Izin HO Dihapus, Rp 15 M Melayang

909
BEBAS PAJAK : Proyek PLTU Batang kini bebas dari izin HO, setelah peraturannya dihapus pemerintah dalam rangka ramah investasi di Indonesia. (Lutfi Hanafi/Jawa Pos Radar Semarang)
BEBAS PAJAK : Proyek PLTU Batang kini bebas dari izin HO, setelah peraturannya dihapus pemerintah dalam rangka ramah investasi di Indonesia. (Lutfi Hanafi/Jawa Pos Radar Semarang)
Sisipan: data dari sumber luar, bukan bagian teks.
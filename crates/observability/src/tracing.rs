//! Tracing/logging initialization.
//!
//! Logs are written to stderr so they never interleave with the inventory
//! shell's screens on stdout.

use tracing_subscriber::EnvFilter;

/// Filter used when `RUST_LOG` is unset or invalid.
pub const DEFAULT_FILTER: &str = "info";

/// Initialize tracing/logging for the process.
///
/// Safe to call multiple times (subsequent calls are no-ops).
pub fn init() {
    let filter = EnvFilter::try_from_default_env()
        .unwrap_or_else(|_| EnvFilter::new(DEFAULT_FILTER));

    // JSON logs + timestamps, configurable via RUST_LOG.
    let _ = tracing_subscriber::fmt()
        .with_env_filter(filter)
        .json()
        .with_timer(tracing_subscriber::fmt::time::SystemTime)
        .with_target(false)
        .with_writer(std::io::stderr)
        .try_init();
}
BATANG – Dihapusnya Izin Hinder Ordonantie (HO) atau lebih populer dengan izin gangguan, membuat Pemerintahan Kabupaten (Pemkab) Batang harus kehilangan pendapatan miliaran rupiah. Bahkan hanya dari satu sumber yaitu PLTU Batang, pemkab sudah kehilangan pendapatan Rp 15 miliar per tahun.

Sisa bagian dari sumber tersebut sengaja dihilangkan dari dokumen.